I hope to look into this more, but here are some ideas for further optimization...
I noticed AMQPConnection->write() appears to be called approximately 3 times for every message that is written. Is this necessary, or could we reduce this to a 1:1 ratio and write one batch request for each message?
AMQPWriter::chrbytesplit() is still slow. Is it possible to pack() a 64-bit integer instead of using this function?
- performance.patch 9.71KB
Comment #1
Posted on Mar 13, 2009 by Happy DogI was going through and performing optimizations of the library and came up with many of the same changes in the provided patch. Removing the hexdump call on every write, removing the count() from flushbits and changing write_long() to use a simple pack() are the most important improvements.

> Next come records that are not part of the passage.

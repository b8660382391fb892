//! JustDataCopier — entry point.
//!
//! ```text
//! jdc --server --output-dir /data              Receive files into /data
//! jdc --file big.iso --connect host:9876       Send a file
//! jdc --gen-config                             Print default config TOML
//! jdc --config jdc.toml --file big.iso         Config file + overrides
//! ```
//!
//! Exit codes: 0 success, 1 fatal error, 130 cancelled by signal.

mod progress;

use std::path::PathBuf;
use std::process::ExitCode;
use std::sync::Arc;
use std::time::Duration;

use clap::Parser;
use serde::{Deserialize, Serialize};
use tokio_util::sync::CancellationToken;
use tracing_subscriber::EnvFilter;

use jdc_core::config::{Config, DEFAULT_BUFFER_SIZE, DEFAULT_CHUNK_SIZE, Role};
use jdc_core::error::TransferError;
use jdc_core::events::{EventSink, TracingSink};
use jdc_core::{client, server};

use crate::progress::ProgressSink;

const EXIT_CANCELLED: u8 = 130;

// ── CLI ──────────────────────────────────────────────────────────

#[derive(Parser, Debug)]
#[command(name = "jdc", about = "Point-to-point large-file copier over TCP")]
struct Cli {
    /// Run as the receiving server.
    #[arg(long)]
    server: bool,

    /// Address to listen on (server role).
    #[arg(long)]
    listen: Option<String>,

    /// Server address to connect to (client role).
    #[arg(long)]
    connect: Option<String>,

    /// Destination directory for received files (server role).
    #[arg(long)]
    output_dir: Option<PathBuf>,

    /// File to send (client role).
    #[arg(long)]
    file: Option<PathBuf>,

    /// Bytes per chunk. Must match on both endpoints.
    #[arg(long)]
    chunk_size: Option<u64>,

    /// Socket and I/O buffer size in bytes.
    #[arg(long)]
    buffer_size: Option<usize>,

    /// Worker threads for the runtime.
    #[arg(long)]
    workers: Option<usize>,

    /// Compress text-like files per chunk.
    #[arg(long)]
    compress: bool,

    /// Opt out of the end-to-end hash verification.
    #[arg(long)]
    no_verify: bool,

    /// Show a progress bar.
    #[arg(long)]
    progress: bool,

    /// Per-operation timeout in seconds.
    #[arg(long)]
    timeout: Option<u64>,

    /// Maximum attempts per chunk.
    #[arg(long)]
    retries: Option<u32>,

    /// Base inter-chunk delay in milliseconds.
    #[arg(long)]
    chunk_delay_ms: Option<u64>,

    /// Enable adaptive delay pacing.
    #[arg(long)]
    adaptive: bool,

    /// Adaptive delay lower bound in milliseconds.
    #[arg(long)]
    min_delay_ms: Option<u64>,

    /// Adaptive delay upper bound in milliseconds.
    #[arg(long)]
    max_delay_ms: Option<u64>,

    /// Path to a configuration TOML file.
    #[arg(long, default_value = "jdc.toml")]
    config: PathBuf,

    /// Print the default configuration to stdout and exit.
    #[arg(long)]
    gen_config: bool,
}

// ── Config file ──────────────────────────────────────────────────

/// TOML-facing configuration. Durations are plain integers so the file
/// stays hand-editable; the CLI overrides any field it names.
#[derive(Debug, Clone, Serialize, Deserialize)]
#[serde(default)]
struct FileConfig {
    server: bool,
    listen: String,
    connect: String,
    output_dir: PathBuf,
    #[serde(skip_serializing_if = "Option::is_none")]
    file: Option<PathBuf>,
    chunk_size: u64,
    buffer_size: usize,
    workers: usize,
    compress: bool,
    verify: bool,
    progress: bool,
    timeout_secs: u64,
    retries: u32,
    chunk_delay_ms: u64,
    adaptive_delay: bool,
    min_delay_ms: u64,
    max_delay_ms: u64,
}

impl Default for FileConfig {
    fn default() -> Self {
        Self {
            server: false,
            listen: "0.0.0.0:9876".into(),
            connect: "127.0.0.1:9876".into(),
            output_dir: PathBuf::from("."),
            file: None,
            chunk_size: DEFAULT_CHUNK_SIZE,
            buffer_size: DEFAULT_BUFFER_SIZE,
            workers: 4,
            compress: false,
            verify: true,
            progress: false,
            timeout_secs: 120,
            retries: 5,
            chunk_delay_ms: 0,
            adaptive_delay: false,
            min_delay_ms: 0,
            max_delay_ms: 1000,
        }
    }
}

impl FileConfig {
    /// Load from a TOML file, falling back to defaults.
    fn load(path: &std::path::Path) -> Self {
        match std::fs::read_to_string(path) {
            Ok(contents) => toml::from_str(&contents).unwrap_or_else(|e| {
                tracing::warn!("invalid config {}: {e}; using defaults", path.display());
                Self::default()
            }),
            Err(_) => Self::default(),
        }
    }

    /// Fold the command line on top and produce the engine config.
    fn merge(mut self, cli: &Cli) -> Config {
        self.server |= cli.server;
        if let Some(listen) = &cli.listen {
            self.listen = listen.clone();
        }
        if let Some(connect) = &cli.connect {
            self.connect = connect.clone();
        }
        if let Some(dir) = &cli.output_dir {
            self.output_dir = dir.clone();
        }
        if let Some(file) = &cli.file {
            self.file = Some(file.clone());
        }
        if let Some(v) = cli.chunk_size {
            self.chunk_size = v;
        }
        if let Some(v) = cli.buffer_size {
            self.buffer_size = v;
        }
        if let Some(v) = cli.workers {
            self.workers = v;
        }
        self.compress |= cli.compress;
        if cli.no_verify {
            self.verify = false;
        }
        self.progress |= cli.progress;
        if let Some(v) = cli.timeout {
            self.timeout_secs = v;
        }
        if let Some(v) = cli.retries {
            self.retries = v;
        }
        if let Some(v) = cli.chunk_delay_ms {
            self.chunk_delay_ms = v;
        }
        self.adaptive_delay |= cli.adaptive;
        if let Some(v) = cli.min_delay_ms {
            self.min_delay_ms = v;
        }
        if let Some(v) = cli.max_delay_ms {
            self.max_delay_ms = v;
        }

        let role = if self.server { Role::Server } else { Role::Client };
        Config {
            role,
            address: if self.server { self.listen } else { self.connect },
            output_dir: self.output_dir,
            file_path: self.file.unwrap_or_default(),
            chunk_size: self.chunk_size,
            buffer_size: self.buffer_size,
            workers: self.workers,
            compression: self.compress,
            verify_hash: self.verify,
            show_progress: self.progress,
            timeout: Duration::from_secs(self.timeout_secs),
            retries: self.retries,
            chunk_delay: Duration::from_millis(self.chunk_delay_ms),
            adaptive_delay: self.adaptive_delay,
            min_delay: Duration::from_millis(self.min_delay_ms),
            max_delay: Duration::from_millis(self.max_delay_ms),
        }
    }
}

// ── Main ─────────────────────────────────────────────────────────

fn main() -> ExitCode {
    let cli = Cli::parse();

    tracing_subscriber::fmt()
        .with_env_filter(EnvFilter::try_from_default_env().unwrap_or_else(|_| "info".into()))
        .with_target(false)
        .init();

    if cli.gen_config {
        match toml::to_string_pretty(&FileConfig::default()) {
            Ok(text) => {
                println!("{text}");
                return ExitCode::SUCCESS;
            }
            Err(e) => {
                tracing::error!("could not render default config: {e}");
                return ExitCode::FAILURE;
            }
        }
    }

    let mut cfg = FileConfig::load(&cli.config).merge(&cli);
    if let Err(e) = cfg.validate() {
        tracing::error!(kind = e.kind(), "{e}");
        return ExitCode::FAILURE;
    }

    let runtime = match tokio::runtime::Builder::new_multi_thread()
        .worker_threads(cfg.workers)
        .enable_all()
        .build()
    {
        Ok(rt) => rt,
        Err(e) => {
            tracing::error!("could not start runtime: {e}");
            return ExitCode::FAILURE;
        }
    };

    runtime.block_on(run(cfg))
}

async fn run(cfg: Config) -> ExitCode {
    let token = CancellationToken::new();
    spawn_signal_handler(token.clone());

    let sink: Arc<dyn EventSink> = if cfg.show_progress {
        Arc::new(ProgressSink::new())
    } else {
        Arc::new(TracingSink::new())
    };

    let role = cfg.role;
    let cfg = Arc::new(cfg);
    let result = match role {
        Role::Server => server::run(cfg, Arc::clone(&sink), token.clone()).await,
        Role::Client => client::run(cfg, Arc::clone(&sink), token.clone()).await,
    };

    match result {
        Ok(()) if token.is_cancelled() => ExitCode::from(EXIT_CANCELLED),
        Ok(()) => ExitCode::SUCCESS,
        Err(TransferError::Cancelled) => ExitCode::from(EXIT_CANCELLED),
        Err(e) => {
            sink.error(e.kind(), &format!("fatal: {e}"));
            ExitCode::FAILURE
        }
    }
}

/// Cancel the root token on SIGINT (all platforms) or SIGTERM (unix).
fn spawn_signal_handler(token: CancellationToken) {
    tokio::spawn(async move {
        #[cfg(unix)]
        {
            use tokio::signal::unix::{SignalKind, signal};
            let mut term = match signal(SignalKind::terminate()) {
                Ok(term) => term,
                Err(e) => {
                    tracing::warn!("could not install SIGTERM handler: {e}");
                    let _ = tokio::signal::ctrl_c().await;
                    token.cancel();
                    return;
                }
            };
            tokio::select! {
                _ = tokio::signal::ctrl_c() => {}
                _ = term.recv() => {}
            }
        }
        #[cfg(not(unix))]
        {
            let _ = tokio::signal::ctrl_c().await;
        }
        tracing::info!("shutdown signal received; finishing current chunk");
        token.cancel();
    });
}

As far as write_longlong() goes, I got a significant speed improvement with this, which I believe should be a portable change:
public function write_longlong($n) { $this->flushbits(); $c = 4294967296; // 2^64 $b = bcmod($n, $c); $a = bcdiv($n, $c); $this->out .= pack('N', $a); $this->out .= pack('N', $b); }
Comment #2
Posted on Mar 13, 2009 by Helpful Elephant@evendir Thanks for sharing. I just tested that function and I got a significant performance increase as well. Nice work!
I've attached an updated patch that also includes some other optimizations I made.
- performance.patch.2 10.7KB
Comment #3
Posted on Mar 14, 2009 by Happy LionI am concerned a bit, now new write_longlong() would work on 32-bit systems. In particular the following line maybe be treated as 'signed'. BTW it is 2^32, not 2^64 :)
$c = 4294967296; // 2^64
Could somebody please verify that this function works as expected on both 32 and 64 bit systems? Maybe we need to make a simple unit test for things like this?
Comment #4
Posted on Mar 14, 2009 by Helpful Elephant@krokodil I agree, it's important for these things to be tested on both 32 & 64 bit systems. I'm using it on a 32 bit system and it appears to work without problem.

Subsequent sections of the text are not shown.